Atentemos, ora, na nulidade por omissão de pronúncia.

O Recorrente sustenta que pese embora concorde com a conclusão adotada pelo Tribunal a quo no atinente à densificação do conceito de benefício de excussão prévia, a verdade é que a questão foi colocada com outra dimensão e perspetiva, e com base em realidade fática não ponderada, ou seja, o que era importante aferir e analisar era da concreta possibilidade e legitimação da reversão porquanto não foram identificados bens suscetíveis de penhora, inviabilizando, nessa medida, a efetivação da reversão por falta de cumprimento dos pressupostos contemplados no artigo 23.º da LGT.

Ora vejamos,

A propósito da omissão de pronúncia dispõe o artigo 125.º do CPPT, nº1, do CPPT que constitui nulidade a falta de pronúncia sobre questões que o juiz deva apreciar.

Preceituando, por seu turno, a primeira parte da alínea d), do nº 1, do artigo 615.º do CPC, que a decisão é nula, quando “o juiz deixe de pronunciar-se sobre questões que devesse apreciar ou conheça de questões de que não podia tomar conhecimento”.

Na verdade, a nulidade da decisão por omissão de pronúncia sucede apenas quando a mesma deixe de decidir alguma das questões suscitadas pelas partes, salvo se a decisão tiver ficado prejudicada pela solução dada a outra questão submetida à apreciação do Tribunal.

Dir-se-á, neste particular e em abono da verdade que, as questões submetidas à apreciação do tribunal identificam-se com os pedidos formulados, com a causa de pedir ou com as exceções invocadas, desde que não prejudicadas pela solução de mérito encontrada para o litígio.

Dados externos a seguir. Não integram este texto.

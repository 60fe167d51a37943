//! Game state and core simulation types
//!
//! Everything a renderer needs to draw a frame lives here.

use serde::{Deserialize, Serialize};

use super::collision::Collision;
use crate::settings::Settings;

/// Current phase of gameplay
#[derive(Debug, Clone, Copy, PartialEq, Eq, Serialize, Deserialize)]
pub enum GamePhase {
    /// Active gameplay
    Playing,
    /// Run ended, state frozen until restart
    GameOver,
}

/// Vertical motion of the avatar. Horizontal position is fixed by settings.
#[derive(Debug, Clone, Copy, PartialEq, Serialize, Deserialize)]
pub struct AvatarState {
    /// Centre of the avatar (screen space, y grows downward)
    pub y: f32,
    /// Pixels per tick, positive = falling
    pub velocity: f32,
}

impl AvatarState {
    pub fn new(y: f32) -> Self {
        Self { y, velocity: 0.0 }
    }

    /// Top edge for an avatar of the given size
    #[inline]
    pub fn top(&self, size: f32) -> f32 {
        self.y - size / 2.0
    }

    /// Bottom edge for an avatar of the given size
    #[inline]
    pub fn bottom(&self, size: f32) -> f32 {
        self.y + size / 2.0
    }
}

/// A gated obstacle: a full-height column with one opening
#[derive(Debug, Clone, Copy, PartialEq, Serialize, Deserialize)]
pub struct Obstacle {
    /// Leading (left) edge
    pub x: f32,
    /// Top edge of the gap
    pub gap_top: f32,
}

impl Obstacle {
    pub fn new(x: f32, gap_top: f32) -> Self {
        Self { x, gap_top }
    }

    /// Bottom edge of the gap
    #[inline]
    pub fn gap_bottom(&self, gap_height: f32) -> f32 {
        self.gap_top + gap_height
    }

    /// Vertical centre of the gap
    #[inline]
    pub fn gap_center(&self, gap_height: f32) -> f32 {
        self.gap_top + gap_height / 2.0
    }

    /// Right edge of the obstacle body
    #[inline]
    pub fn trailing_edge(&self, width: f32) -> f32 {
        self.x + width
    }
}

/// Notable things that happened during a tick, for audio and HUD collaborators
#[derive(Debug, Clone, Copy, PartialEq, Serialize, Deserialize)]
pub enum GameEvent {
    /// A buffered impulse was applied to the avatar
    Flapped,
    /// A new obstacle joined the stream
    ObstacleSpawned { x: f32 },
    /// The leftmost obstacle was retired
    Scored { score: u32 },
    /// The run ended
    Crashed { cause: Collision },
    /// The run beat the persisted best score
    NewBest { score: u32 },
    /// A fresh session replaced a finished one
    Restarted,
}

/// One play session (serializable snapshot for renderers)
#[derive(Debug, Clone, PartialEq, Serialize, Deserialize)]
pub struct GameSession {
    /// Oldest (leftmost) first, strictly increasing `x`
    pub obstacles: Vec<Obstacle>,
    pub avatar: AvatarState,
    pub score: u32,
    /// Scroll speed used on the latest tick
    pub speed: f32,
    pub phase: GamePhase,
    /// Playing ticks simulated so far
    pub ticks: u64,
}

impl GameSession {
    /// Fresh session: avatar centred at rest, one obstacle at mid-screen
    pub fn new(settings: &Settings) -> Self {
        let seeded = Obstacle::new(
            settings.screen_width / 2.0,
            (settings.screen_height - settings.gap_height) / 2.0,
        );
        Self {
            obstacles: vec![seeded],
            avatar: AvatarState::new(settings.screen_height / 2.0),
            score: 0,
            speed: settings.base_speed,
            phase: GamePhase::Playing,
            ticks: 0,
        }
    }

    pub fn is_over(&self) -> bool {
        self.phase == GamePhase::GameOver
    }

    /// Sprite frame for a flapping animation that flips every `ticks_per_frame` ticks
    pub fn avatar_frame(&self, ticks_per_frame: u64, frame_count: usize) -> usize {
        if ticks_per_frame == 0 || frame_count == 0 {
            return 0;
        }
        ((self.ticks / ticks_per_frame) % frame_count as u64) as usize
    }
}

De notar para o efeito que, as questões não são passíveis de qualquer confusão conceptual com as razões jurídicas invocadas pelas partes em defesa do seu juízo de valoração, porquanto as mesmas correspondem a simples argumentos e não constituem questões na dimensão valorativa preceituada no citado normativo 615.º, nº 1, alínea d), do CPC.

Conforme doutrinado por ALBERTO DOS REIS “[s]ão, na verdade, coisas diferentes: deixar de conhecer de questão de que devia conhecer-se, e deixar de apreciar qualquer consideração, argumento ou razão produzida pela parte. Quando as partes põem ao tribunal determinada questão, socorrem-se, a cada passo, de várias razões ou fundamentos para fazer valer o seu ponto de vista; o que importa é que o tribunal decida a questão posta; não lhe incumbe apreciar todos os fundamentos ou razões em que elas se apoiam para sustentar a sua pretensão” (6).

Vejamos, então.

Atentando na petição inicial constata-se que o Recorrente convoca o benefício da excussão prévia, o qual é densificado, ulteriormente, no requerimento denominado de ampliação de base instrutória -expressamente, admitido pelo Tribunal a quo e sem qualquer contestação, donde, devidamente consolidado nos autos-arguindo a falta de verificação dos pressupostos contemplados no artigo 23.º, nº2 da LGT, atinentes à demonstração da prévia excussão do património da sociedade devedora originária.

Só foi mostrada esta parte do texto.